Last-ditch effort to save self-regulation
CIMA will be given a second chance tomorrow to rethink its stance on the Swinson plan. Douglas Broom reports.
CIMA will be given a second chance tomorrow to rethink its stance on the Swinson plan. Douglas Broom reports.
One last attempt to save self-regulation of the accountancy profession will be made tomorrow when the CIMA council will be asked to drop its objections to the Swinson plan for a new professional watchdog.
Although the Swinson report has already been submitted to the trade department, ministers have made it clear the continuation of self-regulation depends on the UK accountancy bodies signing up to all of its provisions.
Up to now CIMA has refused to agree its members will be covered by the new ethics and disciplinary units which will report to the public interest oversight review board, proposed by Swinson.
Sources close to the DTI say trade secretary Margaret Beckett is willing to give Swinson her blessing, subject to a set of success criteria, if all the CCAB bodies, apart from the Irish ICA, sign up to all of the report’s proposals.
The Irish ICA has refused to sign up to the investigations and discipline units, on the grounds that it would violate Irish sovereignty to have decisions taken in London about members practising in Ireland.
However, members of the Swinson committee are understood to be discussing a mirror-image system under which the Irish would agree to apply the same standards as the London-based investigations and discipline units.

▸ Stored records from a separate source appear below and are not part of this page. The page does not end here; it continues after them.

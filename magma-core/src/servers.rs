use std::path::{Path, PathBuf};

/// A dedicated server Magma knows how to manage.
#[derive(Debug, Clone, Copy, PartialEq, Eq)]
pub struct SupportedServer {
    pub name: &'static str,
    /// Prefix of the server executable inside the install directory.
    pub executable_name: &'static str,
    /// App id the Workshop items belong to.
    pub game_app_id: u32,
    /// App id of the dedicated server itself.
    pub server_app_id: u32,
}

pub const ARMA3: SupportedServer = SupportedServer {
    name: "Arma 3",
    executable_name: "arma3server",
    game_app_id: 107410,
    server_app_id: 233780,
};

/// `<server>/steamapps/workshop/content/<app id>/<item id>`
pub fn workshop_content_dir(server_path: &Path, steam_id: u64) -> PathBuf {
    server_path
        .join("steamapps")
        .join("workshop")
        .join("content")
        .join(ARMA3.game_app_id.to_string())
        .join(steam_id.to_string())
}

fn steamcmd_names() -> &'static [&'static str] {
    if cfg!(windows) {
        &["steamcmd.exe"]
    } else {
        &["steamcmd", "steamcmd.sh"]
    }
}

/// Best-effort lookup of a SteamCMD executable, used to pre-fill prompts.
pub fn detect_steamcmd() -> Option<PathBuf> {
    for name in steamcmd_names() {
        if let Ok(p) = which::which(name) {
            return Some(p);
        }
    }

    let mut roots: Vec<PathBuf> = Vec::new();
    #[cfg(unix)]
    {
        if let Ok(home) = std::env::var("HOME") {
            let home = PathBuf::from(home);
            roots.push(home.join("steamcmd"));
            roots.push(home.join(".steam").join("steamcmd"));
            roots.push(home.join(".local/share/Steam/steamcmd"));
        }
        roots.push(PathBuf::from("/usr/games"));
        roots.push(PathBuf::from("/opt/steamcmd"));
    }
    #[cfg(windows)]
    {
        roots.push(PathBuf::from("C:/steamcmd"));
        if let Ok(pf86) = std::env::var("ProgramFiles(x86)") {
            roots.push(PathBuf::from(pf86).join("steamcmd"));
        }
    }

    for root in roots {
        for name in steamcmd_names() {
            let candidate = root.join(name);
            if candidate.is_file() { return Some(candidate); }
        }
    }
    None
}

/// LinuxGSM keeps the game files in `~/serverfiles`; fall back to the working directory.
pub fn detect_server_dir() -> Option<PathBuf> {
    let mut candidates: Vec<PathBuf> = Vec::new();
    #[cfg(unix)]
    {
        if let Ok(home) = std::env::var("HOME") {
            candidates.push(PathBuf::from(home).join("serverfiles"));
        }
    }
    if let Ok(cwd) = std::env::current_dir() {
        candidates.push(cwd);
    }
    candidates
        .into_iter()
        .find(|dir| crate::validate::is_server_dir(dir))
}
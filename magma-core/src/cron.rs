//! Announces available Workshop updates on a webhook, once per update.

use anyhow::{bail, Context, Result};
use humansize::{format_size, DECIMAL};
use std::future::Future;
use std::path::Path;
use std::time::Duration;
use tracing::info;

use crate::config::{ConfigStore, MagmaConfig};
use crate::mods::Mod;
use crate::steam_api::{PublishedFile, WorkshopApi};
use crate::update::lookup_with_policy;

#[derive(Debug, Clone, PartialEq, Eq)]
pub enum Notice {
    UpdateAvailable { name: String, steam_id: u64, installed_at: i64, time_updated: i64, file_size: Option<u64> },
    UpToDate { name: String, steam_id: u64 },
}

impl Notice {
    /// Updates the announced-ids list once this notice has been posted.
    pub fn record(&self, cron_messages: &mut Vec<u64>) {
        match self {
            Notice::UpdateAvailable { steam_id, .. } => {
                if !cron_messages.contains(steam_id) {
                    cron_messages.push(*steam_id);
                }
            }
            Notice::UpToDate { steam_id, .. } => cron_messages.retain(|id| id != steam_id),
        }
    }

    pub fn render(&self, server_path: &Path) -> String {
        match self {
            Notice::UpdateAvailable { name, steam_id, installed_at, time_updated, file_size } => {
                let size = file_size.map(|s| format_size(s, DECIMAL)).unwrap_or_else(|| "unknown".into());
                format!(
                    "**New update for {name}!**\nA new update has been released and requires your action.\n\
                     https://steamcommunity.com/workshop/filedetails/?id={steam_id}\n\
                     Server Path: {}\nLast Modified: <t:{installed_at}:f>\nUpdated on Workshop: <t:{time_updated}:f>\n\
                     Mod Size on Workshop: {size}",
                    server_path.display()
                )
            }
            Notice::UpToDate { name, .. } => format!(
                "**{name} is now up-to-date!**\nThe mod has been updated and no further action is required.\nServer Path: {}",
                server_path.display()
            ),
        }
    }
}

#[derive(Debug, Clone, Default, PartialEq, Eq)]
pub struct CronPlan {
    pub notices: Vec<Notice>,
    /// Announced but not yet installed updates after this run.
    pub cron_messages: Vec<u64>,
}

/// Decides what to post. An update is announced once; the confirmation follows once the
/// installed timestamp catches up. Never-installed mods are ignored.
pub fn plan(mods: &[Mod], details: &[PublishedFile], cron_messages: &[u64]) -> CronPlan {
    let mut out = CronPlan { notices: Vec::new(), cron_messages: still_configured(mods, cron_messages) };

    for m in mods.iter().filter(|m| !m.is_local) {
        let (Some(steam_id), Some(installed_at)) = (m.steam_id, m.updated_at) else { continue };
        let Some(file) = details.iter().find(|f| f.publishedfileid == steam_id) else { continue };
        let announced = out.cron_messages.contains(&steam_id);

        if announced && installed_at == file.time_updated {
            out.cron_messages.retain(|id| *id != steam_id);
            out.notices.push(Notice::UpToDate { name: m.name.clone(), steam_id });
        } else if !announced && installed_at != file.time_updated {
            out.cron_messages.push(steam_id);
            out.notices.push(Notice::UpdateAvailable {
                name: m.name.clone(),
                steam_id,
                installed_at,
                time_updated: file.time_updated,
                file_size: file.file_size,
            });
        }
    }
    out
}

/// Announced ids whose mods are still configured.
fn still_configured(mods: &[Mod], cron_messages: &[u64]) -> Vec<u64> {
    cron_messages
        .iter()
        .copied()
        .filter(|id| mods.iter().any(|m| m.steam_id == Some(*id)))
        .collect()
}

pub trait Notifier: Send + Sync {
    fn send(&self, content: &str) -> impl Future<Output = Result<()>> + Send;
}

/// Posts `{"content": ...}` to a Discord-style webhook.
pub struct Webhook {
    client: reqwest::Client,
    url: String,
}

impl Webhook {
    pub fn new(url: impl Into<String>) -> Result<Self> {
        let client = reqwest::Client::builder()
            .user_agent(concat!("magma/", env!("CARGO_PKG_VERSION")))
            .timeout(Duration::from_secs(30))
            .build()?;
        Ok(Self { client, url: url.into() })
    }
}

impl Notifier for Webhook {
    async fn send(&self, content: &str) -> Result<()> {
        self.client
            .post(&self.url)
            .json(&serde_json::json!({ "content": content }))
            .send()
            .await
            .context("post webhook")?
            .error_for_status()
            .context("webhook rejected the message")?;
        Ok(())
    }
}

pub fn webhook_for(config: &MagmaConfig) -> Result<Webhook> {
    match config.webhook_url.as_deref() {
        Some(url) if !url.trim().is_empty() => Webhook::new(url.trim()),
        _ => bail!("A webhook URL is not given in the configuration file. Set one with `magma configure --webhook-url <url>`."),
    }
}

/// Checks installed Workshop mods for updates and posts what changed since the last run.
pub async fn run<A: WorkshopApi, N: Notifier>(
    api: &A,
    notifier: &N,
    config: &mut MagmaConfig,
    store: &ConfigStore,
) -> Result<Vec<Notice>> {
    let ids: Vec<u64> = config.mods.iter().filter(|m| m.is_installed()).filter_map(|m| m.steam_id).collect();
    if ids.is_empty() {
        info!("no installed Workshop mods to check");
        return Ok(Vec::new());
    }

    let (details, _skipped) = lookup_with_policy(api, &ids, config.on_missing_item)
        .await
        .context("fetch Workshop metadata")?;
    let plan = plan(&config.mods, &details, &config.cron_messages);

    // record each notice as soon as it is out, so a failed post only repeats itself
    let mut recorded = still_configured(&config.mods, &config.cron_messages);
    let mut sent = Vec::with_capacity(plan.notices.len());
    let mut failure = None;
    for notice in plan.notices {
        if let Err(e) = notifier.send(&notice.render(&config.server_path)).await {
            failure = Some(e);
            break;
        }
        notice.record(&mut recorded);
        sent.push(notice);
    }
    if recorded != config.cron_messages {
        config.cron_messages = recorded;
        store.save(config)?;
    }
    if let Some(e) = failure {
        return Err(e.context(format!("posted {} notice(s) before the webhook failed", sent.len())));
    }
    info!("posted {} notice(s)", sent.len());
    Ok(sent)
}

#[cfg(test)]
mod tests {
    use super::*;
    use crate::install::testing::FakeApi;
    use crate::mods::ModKind;
    use std::path::PathBuf;
    use std::sync::Mutex;
    use tempfile::TempDir;

    #[derive(Default)]
    struct Recorder {
        sent: Mutex<Vec<String>>,
    }

    impl Notifier for Recorder {
        async fn send(&self, content: &str) -> Result<()> {
            self.sent.lock().unwrap().push(content.to_string());
            Ok(())
        }
    }

    /// Accepts `accept` messages, then rejects everything.
    struct Flaky {
        accept: usize,
        sent: Mutex<Vec<String>>,
    }

    impl Notifier for Flaky {
        async fn send(&self, content: &str) -> Result<()> {
            let mut sent = self.sent.lock().unwrap();
            if sent.len() >= self.accept {
                bail!("webhook returned 500");
            }
            sent.push(content.to_string());
            Ok(())
        }
    }

    fn file(id: u64, time_updated: i64) -> PublishedFile {
        PublishedFile {
            publishedfileid: id,
            result: 1,
            title: String::new(),
            time_updated,
            file_size: Some(2_000_000),
            preview_url: None,
        }
    }

    fn installed(id: u32, steam_id: u64, at: i64) -> Mod {
        let mut m = Mod::workshop(id, steam_id, format!("Mod {id}"), ModKind::Required);
        m.updated_at = Some(at);
        m
    }

    #[test]
    fn announces_once_then_confirms() {
        let mods = vec![installed(1, 555, 100)];
        let first = plan(&mods, &[file(555, 200)], &[]);
        assert!(matches!(first.notices[..], [Notice::UpdateAvailable { steam_id: 555, .. }]));
        assert_eq!(first.cron_messages, vec![555]);

        let again = plan(&mods, &[file(555, 200)], &first.cron_messages);
        assert!(again.notices.is_empty());
        assert_eq!(again.cron_messages, vec![555]);

        let mods = vec![installed(1, 555, 200)];
        let done = plan(&mods, &[file(555, 200)], &again.cron_messages);
        assert!(matches!(done.notices[..], [Notice::UpToDate { steam_id: 555, .. }]));
        assert!(done.cron_messages.is_empty());
    }

    #[test]
    fn never_installed_and_removed_mods_are_ignored() {
        let mods = vec![Mod::workshop(1, 555, "Fresh", ModKind::Required)];
        let out = plan(&mods, &[file(555, 200)], &[999]);
        assert!(out.notices.is_empty());
        assert!(out.cron_messages.is_empty());
    }

    #[test]
    fn update_message_mentions_size_and_link() {
        let notice = Notice::UpdateAvailable {
            name: "CBA_A3".into(),
            steam_id: 450814997,
            installed_at: 1,
            time_updated: 2,
            file_size: Some(2_000_000),
        };
        let text = notice.render(Path::new("/srv/arma3"));
        assert!(text.contains("New update for CBA_A3!"));
        assert!(text.contains("?id=450814997"));
        assert!(text.contains("2 MB"));
        assert!(text.contains("/srv/arma3"));
    }

    #[test]
    fn missing_webhook_is_an_error() {
        let config = MagmaConfig::new(PathBuf::from("/srv"), PathBuf::from("/usr/games/steamcmd"));
        assert!(webhook_for(&config).is_err());
    }

    #[tokio::test]
    async fn run_posts_and_persists_announcements() {
        let dir = TempDir::new().unwrap();
        let store = ConfigStore::in_dir(dir.path());
        let mut config = MagmaConfig::new(dir.path().to_path_buf(), PathBuf::from("/usr/games/steamcmd"));
        config.mods.push(installed(1, 555, 100));
        store.save(&config).unwrap();

        let api = FakeApi { items: vec![(555, 300)] };
        let recorder = Recorder::default();
        let notices = run(&api, &recorder, &mut config, &store).await.unwrap();
        assert_eq!(notices.len(), 1);
        assert_eq!(recorder.sent.lock().unwrap().len(), 1);
        assert_eq!(store.load().unwrap().cron_messages, vec![555]);

        run(&api, &recorder, &mut config, &store).await.unwrap();
        assert_eq!(recorder.sent.lock().unwrap().len(), 1);
    }

    #[tokio::test]
    async fn failed_post_keeps_earlier_announcements() {
        let dir = TempDir::new().unwrap();
        let store = ConfigStore::in_dir(dir.path());
        let mut config = MagmaConfig::new(dir.path().to_path_buf(), PathBuf::from("/usr/games/steamcmd"));
        config.mods.push(installed(1, 555, 100));
        config.mods.push(installed(2, 556, 100));
        store.save(&config).unwrap();
        let api = FakeApi { items: vec![(555, 300), (556, 300)] };

        let flaky = Flaky { accept: 1, sent: Mutex::new(Vec::new()) };
        assert!(run(&api, &flaky, &mut config, &store).await.is_err());
        assert_eq!(flaky.sent.lock().unwrap().len(), 1);
        assert_eq!(store.load().unwrap().cron_messages, vec![555]);

        let recorder = Recorder::default();
        let notices = run(&api, &recorder, &mut config, &store).await.unwrap();
        assert!(matches!(notices[..], [Notice::UpdateAvailable { steam_id: 556, .. }]));
        assert_eq!(store.load().unwrap().cron_messages, vec![555, 556]);
    }
}
use anyhow::Result;
use magma_core::{install, MagmaConfig, Mod};

use super::open_config;
use crate::cli::SelectArgs;
use crate::prompt::{ModChoice, Prompter};

/// Ids from the command line, or the user's pick among the mods `eligible` accepts.
async fn pick(config: &MagmaConfig, args: SelectArgs, verb: &str, eligible: impl Fn(&Mod) -> bool) -> Result<Vec<u32>> {
    if !args.ids.is_empty() {
        return Ok(args.ids);
    }
    let choices: Vec<ModChoice> = config.mods.iter().filter(|m| eligible(m)).map(ModChoice::from).collect();
    if choices.is_empty() {
        println!("There are no mods to {verb}.");
        return Ok(Vec::new());
    }
    let picked = Prompter::new(args.non_interactive)
        .multi_select(&format!("Select the mods to {verb}:"), choices)
        .await?;
    Ok(picked.into_iter().map(|c| c.id).collect())
}

fn report(done: &[String], past: &str) {
    if done.is_empty() {
        println!("Nothing was {past}.");
    }
    for name in done {
        println!("{name} {past}.");
    }
}

pub async fn remove(args: SelectArgs) -> Result<()> {
    let (store, mut config) = open_config()?;
    let ids = pick(&config, args, "remove", |_| true).await?;
    if ids.is_empty() {
        return Ok(());
    }
    let removed = install::remove(&mut config, &store, &ids)?;
    report(&removed, "removed");
    Ok(())
}

pub async fn activate(args: SelectArgs) -> Result<()> {
    let (store, mut config) = open_config()?;
    let ids = pick(&config, args, "activate", |m| !m.is_active).await?;
    if ids.is_empty() {
        return Ok(());
    }
    let changed = install::activate(&mut config, &store, &ids)?;
    report(&changed, "activated");
    Ok(())
}

pub async fn deactivate(args: SelectArgs) -> Result<()> {
    let (store, mut config) = open_config()?;
    let ids = pick(&config, args, "deactivate", |m| m.is_active).await?;
    if ids.is_empty() {
        return Ok(());
    }
    let changed = install::deactivate(&mut config, &store, &ids)?;
    report(&changed, "deactivated");
    Ok(())
}
fn main() {
    // Short git hash shown by `magma --version`
    let hash = std::process::Command::new("git")
        .args(["rev-parse", "--short", "HEAD"])
        .output()
        .ok()
        .and_then(|o| if o.status.success() { String::from_utf8(o.stdout).ok() } else { None })
        .map(|s| s.trim().to_string())
        .unwrap_or_else(|| "unknown".to_string());
    println!("cargo:rustc-env=GIT_COMMIT_HASH={}", hash);
    println!("cargo:rerun-if-changed=../.git/HEAD");
}
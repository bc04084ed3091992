//! Conversion helpers between [`Outcome`] and the core library types.
//!
//! These adapters make it straightforward to adopt `outcome-rail`
//! incrementally: wrap the `Result`s an existing API hands out, or flatten
//! an `Outcome` back into a `Result` at the boundary where `?` takes over.
//!
//! # Examples
//!
//! ```
//! use outcome_rail::convert::*;
//! use outcome_rail::Outcome;
//!
//! let parsed: Result<i32, String> = Ok(42);
//! let outcome = result_to_outcome(parsed);
//! assert!(outcome.is_ok());
//!
//! let missing: Option<i32> = None;
//! let outcome = option_to_outcome(missing, "value was required");
//! assert_eq!(outcome.unwrap_err(), "value was required");
//! ```

use alloc::string::String;

use crate::outcome::Outcome;

impl<T, E> From<Result<T, E>> for Outcome<T, E> {
    #[inline]
    fn from(result: Result<T, E>) -> Self {
        Outcome::from_result(result)
    }
}

impl<'a, T> From<&'a str> for Outcome<T, String> {
    /// A bare message converts to the failure side of the message-error
    /// shape; successes are built with an explicit constructor.
    #[inline]
    fn from(message: &'a str) -> Self {
        Outcome::Err(String::from(message))
    }
}

impl<T> From<String> for Outcome<T, String> {
    #[inline]
    fn from(message: String) -> Self {
        Outcome::Err(message)
    }
}

/// Converts a core library `Result` to an `Outcome`.
///
/// # Examples
///
/// ```
/// use outcome_rail::convert::result_to_outcome;
///
/// let failed: Result<i32, &str> = Err("offline");
/// assert!(result_to_outcome(failed).is_err());
/// ```
#[inline]
pub fn result_to_outcome<T, E>(result: Result<T, E>) -> Outcome<T, E> {
    Outcome::from_result(result)
}

/// Converts an `Outcome` to a core library `Result`.
///
/// The reverse `From` impl is ruled out by coherence (`Result` and the
/// blanket parameters both live upstream), so the free function and
/// [`Outcome::into_result`] carry this direction.
#[inline]
pub fn outcome_to_result<T, E>(outcome: Outcome<T, E>) -> Result<T, E> {
    outcome.into_result()
}

/// Converts an `Option` to an `Outcome`, supplying the error for `None`.
///
/// # Examples
///
/// ```
/// use outcome_rail::convert::option_to_outcome;
///
/// let present = option_to_outcome(Some(3), "missing");
/// assert_eq!(present.unwrap(), 3);
/// ```
#[inline]
pub fn option_to_outcome<T, E>(option: Option<T>, error: E) -> Outcome<T, E> {
    match option {
        Some(value) => Outcome::Ok(value),
        None => Outcome::Err(error),
    }
}

/// Converts the success side of an `Outcome` to an `Option`.
#[inline]
pub fn outcome_to_option<T, E>(outcome: Outcome<T, E>) -> Option<T> {
    outcome.ok()
}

At tomorrow’s CIMA council meeting senior figures are expected to argue the council should seek to change the remit of the disputed units from inside the new organisation.
CIMA’s objections centre on the perception that the ethics unit will be preoccupied with audit issues while it says the record of the existing joint disciplinary scheme suggests the new disciplinary unit will be slow, costly and unable to tackle wrongdoing in all parts of the profession.
If CIMA does get on-board, the DTI is likely to follow the approach it took to the Hampel corporate governance report, when ministers said they would give self-regulation a final chance but warned they would legislate if it failed.